Modeling a Real Complex World
We define the word “system” as a collection of elements connected organically to form an aggregate of features that collectively possess an overall function. For example, we know that most natural systems are not time constant but time variable; they are “dynamical systems.” According to the common sense of science and engineering, a dynamical system can be described by space and time variables, x and t. Therefore, a dynamical system has a spatiotemporal structure.
Any system in the real world looks very complex. An environmental design is a typical example. However, if an ecological approach is interpreted, considering every system involved with the environment, we can see a lot of variety within it.
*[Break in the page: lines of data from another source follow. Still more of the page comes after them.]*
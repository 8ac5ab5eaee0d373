//! Column arithmetic for rendering match highlights in tab-expanded lines.

use crate::models::{LineFragmentMatch, Range};

pub const DEFAULT_TAB_SIZE: usize = 4;

/// Translate a raw 0-based character offset into the column it occupies once
/// every tab before it is expanded to `tab_size` columns.
///
/// Expects `source_offset <= line.chars().count()`; past the end only the
/// tabs of the whole line are counted.
pub fn adjust_offset_for_tabs(line: &str, source_offset: usize, tab_size: usize) -> usize {
    let tabs = line
        .chars()
        .take(source_offset)
        .filter(|&c| c == '\t')
        .count();
    source_offset + tab_size.max(1).saturating_sub(1) * tabs
}

pub fn expand_tabs(line: &str, tab_size: usize) -> String {
    line.replace('\t', &" ".repeat(tab_size.max(1)))
}

/// Character offset of a byte offset within `line`. Offsets inside a
/// multi-byte character count that character as passed.
pub fn byte_to_char_offset(line: &str, byte_offset: usize) -> usize {
    line.char_indices()
        .take_while(|&(index, _)| index < byte_offset)
        .count()
}

/// Raw 0-based `[start, end)` character columns on `line_number` covered by `ranges`.
///
/// Ranges use 1-based lines and columns; a range spanning several lines
/// covers the rest of its first line, all of its middle lines and the start
/// of its last line.
pub fn match_columns(ranges: &[Range], line_number: u32, line_len: usize) -> Vec<(usize, usize)> {
    let mut spans: Vec<(usize, usize)> = ranges
        .iter()
        .filter(|r| r.start.line_number <= line_number && line_number <= r.end.line_number)
        .map(|r| {
            let start = if r.start.line_number == line_number {
                column_index(r.start.column)
            } else {
                0
            };
            let end = if r.end.line_number == line_number {
                column_index(r.end.column)
            } else {
                line_len
            };
            (start.min(line_len), end.min(line_len))
        })
        .filter(|(start, end)| start < end)
        .collect();
    spans.sort_unstable();
    spans
}

/// Sorted `[start, end)` character columns of byte-offset `fragments` on `line`,
/// clamped to the line.
pub fn fragment_spans(line: &str, fragments: &[LineFragmentMatch]) -> Vec<(usize, usize)> {
    let mut spans: Vec<(usize, usize)> = fragments
        .iter()
        .map(|fragment| {
            let start = fragment.line_offset.min(line.len());
            let end = fragment
                .line_offset
                .saturating_add(fragment.match_length)
                .min(line.len());
            (
                byte_to_char_offset(line, start),
                byte_to_char_offset(line, end),
            )
        })
        .filter(|(start, end)| start < end)
        .collect();
    spans.sort_unstable();
    spans
}

fn column_index(column: u32) -> usize {
    usize::try_from(column.saturating_sub(1)).unwrap_or(usize::MAX)
}

/// Expand tabs in `line` and wrap every span (raw character columns) with `paint`.
///
/// Overlapping spans are merged into the earlier one.
pub fn highlight_line<F>(line: &str, spans: &[(usize, usize)], tab_size: usize, paint: F) -> String
where
    F: Fn(&str) -> String,
{
    let expanded: Vec<char> = expand_tabs(line, tab_size).chars().collect();
    let mut out = String::with_capacity(expanded.len());
    let mut cursor = 0;

    for &(start, end) in spans {
        let start = adjust_offset_for_tabs(line, start, tab_size)
            .max(cursor)
            .min(expanded.len());
        let end = adjust_offset_for_tabs(line, end, tab_size).min(expanded.len());
        if start >= end {
            continue;
        }
        out.extend(&expanded[cursor..start]);
        out.push_str(&paint(&expanded[start..end].iter().collect::<String>()));
        cursor = end;
    }
    out.extend(&expanded[cursor..]);
    out
}

#[cfg(test)]
mod tests {
    use super::*;
    use crate::models::Position;

    fn range(start: (u32, u32), end: (u32, u32)) -> Range {
        Range {
            start: Position {
                byte_offset: 0,
                line_number: start.0,
                column: start.1,
            },
            end: Position {
                byte_offset: 0,
                line_number: end.0,
                column: end.1,
            },
        }
    }

    #[test]
    fn offset_zero_is_zero() {
        for tab_size in 1..8 {
            assert_eq!(adjust_offset_for_tabs("\t\tx", 0, tab_size), 0);
        }
    }

    #[test]
    fn lines_without_tabs_are_unchanged() {
        assert_eq!(adjust_offset_for_tabs("let x = 1;", 4, 8), 4);
        assert_eq!(adjust_offset_for_tabs("abc\tdef", 3, 4), 3);
    }

    #[test]
    fn each_tab_adds_tab_size_minus_one() {
        assert_eq!(adjust_offset_for_tabs("\tabc", 4, 4), 7);
        assert_eq!(adjust_offset_for_tabs("\t\tabc", 3, 4), 9);
        assert_eq!(adjust_offset_for_tabs("\tabc", 4, 1), 4);
        assert_eq!(adjust_offset_for_tabs("\tabc", 4, 0), 4);
    }

    #[test]
    fn offsets_past_the_end_count_all_tabs() {
        assert_eq!(adjust_offset_for_tabs("\ta", 10, 4), 13);
    }

    #[test]
    fn byte_offsets_map_to_chars() {
        assert_eq!(byte_to_char_offset("héllo", 0), 0);
        assert_eq!(byte_to_char_offset("héllo", 3), 2);
        assert_eq!(byte_to_char_offset("héllo", 2), 2);
        assert_eq!(byte_to_char_offset("abc", 10), 3);
    }

    #[test]
    fn columns_for_single_and_multi_line_ranges() {
        let ranges = [range((2, 5), (2, 9)), range((3, 3), (5, 2))];
        assert!(match_columns(&ranges, 1, 20).is_empty());
        assert_eq!(match_columns(&ranges, 2, 20), vec![(4, 8)]);
        assert_eq!(match_columns(&ranges, 3, 20), vec![(2, 20)]);
        assert_eq!(match_columns(&ranges, 4, 10), vec![(0, 10)]);
        assert_eq!(match_columns(&ranges, 5, 10), vec![(0, 1)]);
    }

    #[test]
    fn highlight_accounts_for_tabs() {
        let rendered = highlight_line("\tfoo bar", &[(1, 4)], 4, |s| format!("[{s}]"));
        assert_eq!(rendered, "    [foo] bar");
    }

    #[test]
    fn highlight_multiple_and_overlapping_spans() {
        let rendered = highlight_line("abcdefgh", &[(0, 2), (1, 4), (6, 8)], 4, |s| {
            format!("<{s}>")
        });
        assert_eq!(rendered, "<ab><cd>ef<gh>");
    }

    fn fragment(line_offset: usize, match_length: usize) -> LineFragmentMatch {
        LineFragmentMatch {
            line_offset,
            offset: 0,
            match_length,
        }
    }

    #[test]
    fn fragment_spans_are_sorted_and_clamped() {
        let line = "foo bar";
        let spans = fragment_spans(line, &[fragment(4, 3), fragment(0, 3)]);
        assert_eq!(spans, vec![(0, 3), (4, 7)]);
        assert_eq!(
            highlight_line(line, &spans, 4, |s| format!("<{s}>")),
            "<foo> <bar>"
        );

        assert_eq!(fragment_spans(line, &[fragment(4, usize::MAX)]), vec![(4, 7)]);
        assert!(fragment_spans(line, &[fragment(usize::MAX, 1)]).is_empty());
    }

    #[test]
    fn fragment_spans_use_character_columns() {
        assert_eq!(fragment_spans("héllo wörld", &[fragment(7, 6)]), vec![(6, 11)]);
    }
}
This variety arises from interactions between different environments and differences in spatial scale. Therefore, to reach the crux of an environmental problem, we must observe and consider diverse phenomena together, as an integrated ecological system, considering all interactions between the different techniques and scales. Accordingly, we have coined the phrase “human–environmental–social system” to encompass these diverse phenomena.
Evolutionary Game Theory
Why do we cooperate? Why do we observe many animals cooperating? The mysterious labyrinth surrounding how cooperative behavior can emerge in the real world has attracted much attention. The classical metaphor for investigating this social problem is the prisoner’s dilemma (PD) game, which is thought most appropriate and frequently used as a template for social difficulties. Evolutionary game theory has evolved from game theory by merging it with the basic concept of Darwinism to compensate for the idea of time evolution, which is partially lacking in the original game theory that primarily deals with equilibrium.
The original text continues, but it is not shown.